• _ASSIGNMENT_
Copy all lines containing the string "DecodeError" from the records below.
──────── GIVEN DATA ────────
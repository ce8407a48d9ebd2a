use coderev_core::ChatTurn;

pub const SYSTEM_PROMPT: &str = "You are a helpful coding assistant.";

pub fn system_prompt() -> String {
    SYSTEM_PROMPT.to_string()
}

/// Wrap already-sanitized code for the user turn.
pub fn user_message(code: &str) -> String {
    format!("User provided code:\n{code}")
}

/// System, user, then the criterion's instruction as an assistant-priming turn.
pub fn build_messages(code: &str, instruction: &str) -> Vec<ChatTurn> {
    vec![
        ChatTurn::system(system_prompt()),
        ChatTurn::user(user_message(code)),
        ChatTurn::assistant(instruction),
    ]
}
────────
──────── GIVEN DATA ────────
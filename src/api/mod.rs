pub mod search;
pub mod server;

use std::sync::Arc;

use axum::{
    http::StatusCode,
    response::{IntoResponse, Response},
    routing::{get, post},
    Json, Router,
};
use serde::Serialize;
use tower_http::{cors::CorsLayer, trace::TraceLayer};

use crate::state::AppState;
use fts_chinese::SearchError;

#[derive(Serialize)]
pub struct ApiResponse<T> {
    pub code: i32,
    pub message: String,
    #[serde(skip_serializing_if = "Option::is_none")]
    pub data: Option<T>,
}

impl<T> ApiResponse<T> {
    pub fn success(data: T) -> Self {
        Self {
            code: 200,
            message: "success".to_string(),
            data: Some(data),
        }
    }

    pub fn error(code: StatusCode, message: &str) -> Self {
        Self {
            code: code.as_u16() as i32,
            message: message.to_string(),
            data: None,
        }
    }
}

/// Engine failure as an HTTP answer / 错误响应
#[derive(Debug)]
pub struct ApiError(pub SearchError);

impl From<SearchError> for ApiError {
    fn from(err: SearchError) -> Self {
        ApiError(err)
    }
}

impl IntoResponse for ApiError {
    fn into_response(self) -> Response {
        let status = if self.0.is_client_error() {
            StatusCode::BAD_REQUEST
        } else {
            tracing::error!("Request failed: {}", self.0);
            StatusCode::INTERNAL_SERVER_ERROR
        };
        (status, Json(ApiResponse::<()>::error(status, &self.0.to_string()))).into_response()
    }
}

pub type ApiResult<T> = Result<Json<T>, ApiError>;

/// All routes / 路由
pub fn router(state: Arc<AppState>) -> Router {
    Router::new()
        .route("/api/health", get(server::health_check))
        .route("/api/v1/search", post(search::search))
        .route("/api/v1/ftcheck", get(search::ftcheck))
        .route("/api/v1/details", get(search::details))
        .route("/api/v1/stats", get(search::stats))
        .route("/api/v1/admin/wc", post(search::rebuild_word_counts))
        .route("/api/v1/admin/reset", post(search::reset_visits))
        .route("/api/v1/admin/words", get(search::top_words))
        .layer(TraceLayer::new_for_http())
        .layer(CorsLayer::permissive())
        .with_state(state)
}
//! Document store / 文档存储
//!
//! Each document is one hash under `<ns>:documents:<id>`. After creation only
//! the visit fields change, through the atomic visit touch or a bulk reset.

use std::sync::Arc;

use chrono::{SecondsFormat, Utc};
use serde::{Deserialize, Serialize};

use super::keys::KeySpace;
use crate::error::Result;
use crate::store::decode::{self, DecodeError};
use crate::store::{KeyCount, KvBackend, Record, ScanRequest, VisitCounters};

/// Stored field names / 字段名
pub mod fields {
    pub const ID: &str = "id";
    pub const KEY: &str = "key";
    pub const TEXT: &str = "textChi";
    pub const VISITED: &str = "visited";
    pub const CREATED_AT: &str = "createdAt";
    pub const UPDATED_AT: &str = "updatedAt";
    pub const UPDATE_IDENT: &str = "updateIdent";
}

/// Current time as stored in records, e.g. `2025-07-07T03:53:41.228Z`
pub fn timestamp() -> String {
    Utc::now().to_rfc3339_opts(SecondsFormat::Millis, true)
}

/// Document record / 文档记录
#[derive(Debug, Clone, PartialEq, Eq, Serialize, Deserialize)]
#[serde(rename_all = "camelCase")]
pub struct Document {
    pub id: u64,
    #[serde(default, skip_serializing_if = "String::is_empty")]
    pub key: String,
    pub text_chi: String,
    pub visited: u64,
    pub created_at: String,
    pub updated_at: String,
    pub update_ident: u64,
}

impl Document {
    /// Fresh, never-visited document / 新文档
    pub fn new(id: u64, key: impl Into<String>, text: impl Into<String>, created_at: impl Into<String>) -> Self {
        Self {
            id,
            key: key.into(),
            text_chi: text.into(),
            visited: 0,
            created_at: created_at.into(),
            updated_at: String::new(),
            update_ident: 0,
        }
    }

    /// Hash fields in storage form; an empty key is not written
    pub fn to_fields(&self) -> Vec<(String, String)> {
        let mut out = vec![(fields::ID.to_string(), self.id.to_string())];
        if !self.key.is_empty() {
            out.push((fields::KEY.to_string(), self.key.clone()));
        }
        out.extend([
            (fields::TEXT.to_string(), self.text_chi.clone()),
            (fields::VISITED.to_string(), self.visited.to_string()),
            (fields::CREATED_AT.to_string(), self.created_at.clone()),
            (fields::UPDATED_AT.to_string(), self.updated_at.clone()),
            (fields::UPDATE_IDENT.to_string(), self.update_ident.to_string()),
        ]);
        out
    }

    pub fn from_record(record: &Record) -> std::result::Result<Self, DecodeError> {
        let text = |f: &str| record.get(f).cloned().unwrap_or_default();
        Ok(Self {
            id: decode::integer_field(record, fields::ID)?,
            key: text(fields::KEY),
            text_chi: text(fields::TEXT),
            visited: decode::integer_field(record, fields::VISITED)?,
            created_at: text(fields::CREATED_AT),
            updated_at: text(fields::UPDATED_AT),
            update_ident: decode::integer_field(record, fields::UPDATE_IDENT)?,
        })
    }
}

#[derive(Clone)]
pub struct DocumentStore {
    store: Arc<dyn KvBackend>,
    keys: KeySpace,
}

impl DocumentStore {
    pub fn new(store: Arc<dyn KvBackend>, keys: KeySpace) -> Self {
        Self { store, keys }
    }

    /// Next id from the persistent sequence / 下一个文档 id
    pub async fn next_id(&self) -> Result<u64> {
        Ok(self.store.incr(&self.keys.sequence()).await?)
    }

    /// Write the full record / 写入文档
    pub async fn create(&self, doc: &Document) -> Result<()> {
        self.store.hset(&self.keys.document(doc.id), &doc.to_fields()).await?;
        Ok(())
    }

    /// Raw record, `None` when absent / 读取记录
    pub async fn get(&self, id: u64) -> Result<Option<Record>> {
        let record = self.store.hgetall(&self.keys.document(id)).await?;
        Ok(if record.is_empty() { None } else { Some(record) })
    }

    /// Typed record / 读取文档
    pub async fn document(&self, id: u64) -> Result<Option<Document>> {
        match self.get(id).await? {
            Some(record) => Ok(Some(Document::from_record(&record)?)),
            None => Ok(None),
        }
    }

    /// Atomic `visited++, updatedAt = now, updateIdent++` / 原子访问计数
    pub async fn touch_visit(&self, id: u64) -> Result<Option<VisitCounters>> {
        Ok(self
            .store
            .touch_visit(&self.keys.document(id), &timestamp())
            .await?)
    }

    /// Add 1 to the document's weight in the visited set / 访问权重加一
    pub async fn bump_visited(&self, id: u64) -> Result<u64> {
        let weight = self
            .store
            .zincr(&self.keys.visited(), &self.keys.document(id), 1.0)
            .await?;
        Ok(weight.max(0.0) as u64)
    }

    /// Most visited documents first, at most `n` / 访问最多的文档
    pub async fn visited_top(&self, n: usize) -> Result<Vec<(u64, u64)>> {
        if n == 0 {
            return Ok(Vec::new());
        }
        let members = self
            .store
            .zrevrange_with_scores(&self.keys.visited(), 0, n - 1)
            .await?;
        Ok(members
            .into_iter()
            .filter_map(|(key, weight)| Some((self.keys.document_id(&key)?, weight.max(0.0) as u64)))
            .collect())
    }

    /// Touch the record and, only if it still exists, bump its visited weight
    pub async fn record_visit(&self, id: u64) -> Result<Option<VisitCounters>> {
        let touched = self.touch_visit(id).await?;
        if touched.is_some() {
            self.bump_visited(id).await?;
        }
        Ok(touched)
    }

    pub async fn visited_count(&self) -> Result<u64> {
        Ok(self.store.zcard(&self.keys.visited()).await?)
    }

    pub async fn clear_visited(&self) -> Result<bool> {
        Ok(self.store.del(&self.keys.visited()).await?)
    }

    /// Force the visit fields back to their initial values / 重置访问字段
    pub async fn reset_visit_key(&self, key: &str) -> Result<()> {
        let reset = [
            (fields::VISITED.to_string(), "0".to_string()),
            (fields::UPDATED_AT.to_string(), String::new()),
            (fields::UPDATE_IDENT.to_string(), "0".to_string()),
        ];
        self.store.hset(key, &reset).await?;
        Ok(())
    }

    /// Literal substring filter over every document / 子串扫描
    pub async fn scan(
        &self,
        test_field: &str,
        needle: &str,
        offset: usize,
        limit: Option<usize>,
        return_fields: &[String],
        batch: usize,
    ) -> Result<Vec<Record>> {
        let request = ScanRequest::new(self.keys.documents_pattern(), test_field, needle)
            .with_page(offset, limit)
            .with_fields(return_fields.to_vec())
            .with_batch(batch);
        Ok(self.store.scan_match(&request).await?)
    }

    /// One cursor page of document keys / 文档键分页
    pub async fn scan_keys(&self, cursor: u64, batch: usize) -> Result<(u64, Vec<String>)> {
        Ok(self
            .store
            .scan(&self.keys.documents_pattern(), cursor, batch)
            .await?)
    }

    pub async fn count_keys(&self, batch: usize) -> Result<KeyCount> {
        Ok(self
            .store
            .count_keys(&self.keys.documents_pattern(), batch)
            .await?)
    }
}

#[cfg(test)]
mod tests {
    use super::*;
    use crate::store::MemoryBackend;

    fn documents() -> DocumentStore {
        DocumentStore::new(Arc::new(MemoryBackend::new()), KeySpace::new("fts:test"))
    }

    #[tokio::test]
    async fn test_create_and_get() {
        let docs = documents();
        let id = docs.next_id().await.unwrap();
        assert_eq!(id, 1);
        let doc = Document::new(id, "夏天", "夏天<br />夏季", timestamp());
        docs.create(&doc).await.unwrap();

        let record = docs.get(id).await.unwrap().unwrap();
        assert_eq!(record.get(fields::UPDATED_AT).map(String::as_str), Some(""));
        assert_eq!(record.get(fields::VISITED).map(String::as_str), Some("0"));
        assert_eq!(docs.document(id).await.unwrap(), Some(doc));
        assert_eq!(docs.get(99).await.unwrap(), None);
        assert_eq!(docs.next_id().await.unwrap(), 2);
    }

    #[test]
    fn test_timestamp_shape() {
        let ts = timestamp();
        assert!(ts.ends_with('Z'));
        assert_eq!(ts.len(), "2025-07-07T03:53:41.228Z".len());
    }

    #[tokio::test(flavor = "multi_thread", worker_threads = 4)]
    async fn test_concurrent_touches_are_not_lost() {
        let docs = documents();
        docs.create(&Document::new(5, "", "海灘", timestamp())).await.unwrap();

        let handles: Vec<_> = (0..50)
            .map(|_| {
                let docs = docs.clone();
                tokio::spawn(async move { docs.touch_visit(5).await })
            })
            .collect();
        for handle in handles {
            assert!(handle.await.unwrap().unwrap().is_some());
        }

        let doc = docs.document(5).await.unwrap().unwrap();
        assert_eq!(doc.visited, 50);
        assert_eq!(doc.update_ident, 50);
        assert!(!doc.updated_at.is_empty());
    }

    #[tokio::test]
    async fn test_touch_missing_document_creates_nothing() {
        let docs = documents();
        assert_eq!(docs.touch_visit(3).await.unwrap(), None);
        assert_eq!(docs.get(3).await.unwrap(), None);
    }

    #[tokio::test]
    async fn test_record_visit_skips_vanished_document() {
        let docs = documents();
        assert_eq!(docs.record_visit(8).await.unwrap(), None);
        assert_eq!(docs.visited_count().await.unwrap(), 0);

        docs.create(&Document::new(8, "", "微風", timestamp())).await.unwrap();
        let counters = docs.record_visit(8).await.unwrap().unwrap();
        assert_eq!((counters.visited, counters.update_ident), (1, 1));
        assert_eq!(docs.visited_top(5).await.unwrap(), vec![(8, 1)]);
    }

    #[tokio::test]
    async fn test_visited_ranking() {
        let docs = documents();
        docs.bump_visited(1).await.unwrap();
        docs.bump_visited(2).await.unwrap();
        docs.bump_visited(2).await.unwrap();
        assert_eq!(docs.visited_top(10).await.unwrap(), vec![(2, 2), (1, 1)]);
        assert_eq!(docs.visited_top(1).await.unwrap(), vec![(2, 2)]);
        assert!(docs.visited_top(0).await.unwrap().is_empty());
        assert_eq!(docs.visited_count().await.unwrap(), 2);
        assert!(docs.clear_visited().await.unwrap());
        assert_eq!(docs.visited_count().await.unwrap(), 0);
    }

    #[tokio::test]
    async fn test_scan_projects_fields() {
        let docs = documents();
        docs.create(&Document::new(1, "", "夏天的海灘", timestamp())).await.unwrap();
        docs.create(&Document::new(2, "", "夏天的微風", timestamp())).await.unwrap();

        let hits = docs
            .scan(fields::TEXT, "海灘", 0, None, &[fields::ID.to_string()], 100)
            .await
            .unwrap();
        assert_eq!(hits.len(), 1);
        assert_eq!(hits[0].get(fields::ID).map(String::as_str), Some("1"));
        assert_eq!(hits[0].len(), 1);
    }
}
────────
──────── GIVEN DATA ────────
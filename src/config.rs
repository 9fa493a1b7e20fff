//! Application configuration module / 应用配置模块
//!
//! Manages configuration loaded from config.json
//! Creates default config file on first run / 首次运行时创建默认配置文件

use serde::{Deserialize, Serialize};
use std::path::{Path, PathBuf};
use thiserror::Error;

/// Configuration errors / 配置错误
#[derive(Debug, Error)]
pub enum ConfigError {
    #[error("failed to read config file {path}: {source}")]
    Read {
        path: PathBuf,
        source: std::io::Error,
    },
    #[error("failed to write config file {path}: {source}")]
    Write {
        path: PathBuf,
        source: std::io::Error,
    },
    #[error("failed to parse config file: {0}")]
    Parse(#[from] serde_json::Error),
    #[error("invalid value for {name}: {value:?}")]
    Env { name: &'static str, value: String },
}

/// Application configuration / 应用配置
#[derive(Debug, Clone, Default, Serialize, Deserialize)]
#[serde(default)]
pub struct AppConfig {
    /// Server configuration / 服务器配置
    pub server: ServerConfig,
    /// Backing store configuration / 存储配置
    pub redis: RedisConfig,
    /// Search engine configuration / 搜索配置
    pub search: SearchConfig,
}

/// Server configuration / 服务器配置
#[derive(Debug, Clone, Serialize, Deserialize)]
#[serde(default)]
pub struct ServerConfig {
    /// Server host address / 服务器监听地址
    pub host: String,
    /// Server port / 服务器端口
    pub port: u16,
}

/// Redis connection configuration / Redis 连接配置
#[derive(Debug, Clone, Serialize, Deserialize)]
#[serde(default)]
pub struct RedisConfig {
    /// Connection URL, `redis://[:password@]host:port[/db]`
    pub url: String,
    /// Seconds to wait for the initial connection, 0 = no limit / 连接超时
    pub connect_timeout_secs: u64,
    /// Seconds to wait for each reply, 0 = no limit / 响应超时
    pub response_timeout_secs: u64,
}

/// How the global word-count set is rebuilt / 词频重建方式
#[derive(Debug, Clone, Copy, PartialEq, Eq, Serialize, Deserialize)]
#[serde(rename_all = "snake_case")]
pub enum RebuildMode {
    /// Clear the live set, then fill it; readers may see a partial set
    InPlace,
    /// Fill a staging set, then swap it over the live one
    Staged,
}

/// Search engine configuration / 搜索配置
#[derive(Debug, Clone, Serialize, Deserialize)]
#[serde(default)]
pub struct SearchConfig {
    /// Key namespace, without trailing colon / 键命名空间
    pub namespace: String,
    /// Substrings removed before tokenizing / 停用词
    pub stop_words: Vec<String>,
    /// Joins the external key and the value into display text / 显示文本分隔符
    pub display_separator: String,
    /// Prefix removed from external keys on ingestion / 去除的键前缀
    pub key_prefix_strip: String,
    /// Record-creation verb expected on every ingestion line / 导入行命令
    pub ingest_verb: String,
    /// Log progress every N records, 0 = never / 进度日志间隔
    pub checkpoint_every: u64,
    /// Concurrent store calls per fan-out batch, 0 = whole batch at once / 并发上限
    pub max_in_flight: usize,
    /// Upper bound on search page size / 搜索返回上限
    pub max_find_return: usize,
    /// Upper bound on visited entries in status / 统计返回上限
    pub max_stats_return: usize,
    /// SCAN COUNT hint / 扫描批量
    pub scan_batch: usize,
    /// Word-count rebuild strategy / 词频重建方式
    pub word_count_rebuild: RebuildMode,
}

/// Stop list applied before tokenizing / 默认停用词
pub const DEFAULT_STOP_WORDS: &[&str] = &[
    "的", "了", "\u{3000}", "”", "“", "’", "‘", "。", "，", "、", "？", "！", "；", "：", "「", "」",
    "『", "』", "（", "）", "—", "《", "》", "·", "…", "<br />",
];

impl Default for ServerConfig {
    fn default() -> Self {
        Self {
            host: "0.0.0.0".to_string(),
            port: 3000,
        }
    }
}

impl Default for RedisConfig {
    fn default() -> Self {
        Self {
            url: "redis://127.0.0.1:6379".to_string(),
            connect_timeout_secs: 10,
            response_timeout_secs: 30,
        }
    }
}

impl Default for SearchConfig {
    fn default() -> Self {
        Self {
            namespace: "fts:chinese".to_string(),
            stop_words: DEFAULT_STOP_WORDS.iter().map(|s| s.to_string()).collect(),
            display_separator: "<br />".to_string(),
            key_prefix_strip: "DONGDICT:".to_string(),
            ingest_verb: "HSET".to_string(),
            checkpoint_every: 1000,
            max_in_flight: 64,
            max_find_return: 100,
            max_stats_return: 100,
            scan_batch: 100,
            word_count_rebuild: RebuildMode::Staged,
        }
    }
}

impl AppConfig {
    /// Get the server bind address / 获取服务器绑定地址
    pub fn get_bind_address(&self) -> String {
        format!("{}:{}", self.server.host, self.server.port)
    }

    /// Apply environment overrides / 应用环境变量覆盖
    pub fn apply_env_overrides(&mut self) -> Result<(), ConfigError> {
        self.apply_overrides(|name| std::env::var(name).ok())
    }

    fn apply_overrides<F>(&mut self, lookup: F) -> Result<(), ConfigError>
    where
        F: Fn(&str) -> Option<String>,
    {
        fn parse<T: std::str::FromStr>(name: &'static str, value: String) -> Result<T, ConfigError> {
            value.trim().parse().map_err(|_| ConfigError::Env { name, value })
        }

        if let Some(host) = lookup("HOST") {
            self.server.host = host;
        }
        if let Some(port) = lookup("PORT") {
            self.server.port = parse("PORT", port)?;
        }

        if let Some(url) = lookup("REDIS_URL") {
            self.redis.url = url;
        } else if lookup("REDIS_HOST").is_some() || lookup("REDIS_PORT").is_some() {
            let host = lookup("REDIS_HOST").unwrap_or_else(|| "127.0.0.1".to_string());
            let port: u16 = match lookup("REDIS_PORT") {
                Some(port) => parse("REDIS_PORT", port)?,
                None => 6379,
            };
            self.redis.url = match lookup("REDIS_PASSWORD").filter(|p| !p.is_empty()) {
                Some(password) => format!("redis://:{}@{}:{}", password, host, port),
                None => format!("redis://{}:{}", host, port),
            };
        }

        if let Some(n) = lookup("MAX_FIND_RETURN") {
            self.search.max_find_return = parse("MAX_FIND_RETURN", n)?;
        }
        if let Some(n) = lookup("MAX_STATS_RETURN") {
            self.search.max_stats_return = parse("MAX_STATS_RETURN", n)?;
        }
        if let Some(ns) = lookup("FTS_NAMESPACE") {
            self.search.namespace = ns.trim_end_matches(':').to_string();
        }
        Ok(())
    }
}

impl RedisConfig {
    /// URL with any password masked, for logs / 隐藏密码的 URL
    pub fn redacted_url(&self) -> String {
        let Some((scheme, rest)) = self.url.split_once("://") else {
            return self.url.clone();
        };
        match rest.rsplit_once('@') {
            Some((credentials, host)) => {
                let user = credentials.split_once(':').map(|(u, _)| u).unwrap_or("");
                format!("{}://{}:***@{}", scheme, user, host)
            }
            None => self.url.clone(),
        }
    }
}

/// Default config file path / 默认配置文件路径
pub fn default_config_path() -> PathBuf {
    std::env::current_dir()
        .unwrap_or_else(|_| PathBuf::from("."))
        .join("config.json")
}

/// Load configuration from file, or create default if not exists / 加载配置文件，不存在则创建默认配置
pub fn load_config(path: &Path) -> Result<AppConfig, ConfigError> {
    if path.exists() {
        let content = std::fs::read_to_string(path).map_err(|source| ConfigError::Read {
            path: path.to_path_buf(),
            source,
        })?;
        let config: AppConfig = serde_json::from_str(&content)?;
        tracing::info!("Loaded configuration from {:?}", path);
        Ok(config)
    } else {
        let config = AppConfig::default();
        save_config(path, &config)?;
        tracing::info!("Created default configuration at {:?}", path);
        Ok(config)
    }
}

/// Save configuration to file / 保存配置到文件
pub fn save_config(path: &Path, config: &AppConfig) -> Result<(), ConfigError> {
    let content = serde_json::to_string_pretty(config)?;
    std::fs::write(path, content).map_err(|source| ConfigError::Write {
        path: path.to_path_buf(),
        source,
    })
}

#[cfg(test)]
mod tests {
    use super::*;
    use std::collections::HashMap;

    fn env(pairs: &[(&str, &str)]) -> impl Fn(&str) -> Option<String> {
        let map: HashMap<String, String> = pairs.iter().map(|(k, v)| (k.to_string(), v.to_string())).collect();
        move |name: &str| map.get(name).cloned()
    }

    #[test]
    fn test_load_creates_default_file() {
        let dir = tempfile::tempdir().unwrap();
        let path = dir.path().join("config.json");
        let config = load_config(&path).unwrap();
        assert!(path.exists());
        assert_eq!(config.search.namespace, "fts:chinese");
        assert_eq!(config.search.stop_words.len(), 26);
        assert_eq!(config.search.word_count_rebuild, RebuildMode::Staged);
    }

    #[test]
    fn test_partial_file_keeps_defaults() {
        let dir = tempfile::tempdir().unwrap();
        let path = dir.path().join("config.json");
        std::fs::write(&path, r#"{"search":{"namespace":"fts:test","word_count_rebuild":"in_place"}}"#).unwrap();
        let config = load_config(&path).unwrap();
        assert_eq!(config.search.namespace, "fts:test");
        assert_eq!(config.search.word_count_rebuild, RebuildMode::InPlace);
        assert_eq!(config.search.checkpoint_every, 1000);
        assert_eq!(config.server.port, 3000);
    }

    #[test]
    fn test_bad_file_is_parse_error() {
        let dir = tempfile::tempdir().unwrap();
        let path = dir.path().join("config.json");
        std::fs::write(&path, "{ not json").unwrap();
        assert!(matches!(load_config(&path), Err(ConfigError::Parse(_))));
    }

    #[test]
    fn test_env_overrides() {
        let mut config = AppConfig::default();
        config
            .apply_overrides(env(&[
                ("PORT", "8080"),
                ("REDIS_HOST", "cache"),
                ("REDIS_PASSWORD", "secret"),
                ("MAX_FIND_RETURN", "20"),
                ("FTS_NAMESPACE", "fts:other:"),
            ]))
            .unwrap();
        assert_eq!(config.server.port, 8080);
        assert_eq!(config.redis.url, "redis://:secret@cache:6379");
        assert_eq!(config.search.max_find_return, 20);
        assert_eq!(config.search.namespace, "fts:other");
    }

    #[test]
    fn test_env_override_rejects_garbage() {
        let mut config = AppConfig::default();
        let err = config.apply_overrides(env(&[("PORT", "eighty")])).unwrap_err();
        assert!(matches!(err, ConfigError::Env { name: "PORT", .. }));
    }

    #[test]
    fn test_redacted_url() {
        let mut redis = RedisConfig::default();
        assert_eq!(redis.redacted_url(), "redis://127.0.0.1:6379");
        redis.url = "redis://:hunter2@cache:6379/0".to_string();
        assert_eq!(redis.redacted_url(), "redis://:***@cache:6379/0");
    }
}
────────
• _TASK OUTPUT_
use crate::store::decode::{self, DecodeError};
    pub fn from_record(record: &Record) -> std::result::Result<Self, DecodeError> {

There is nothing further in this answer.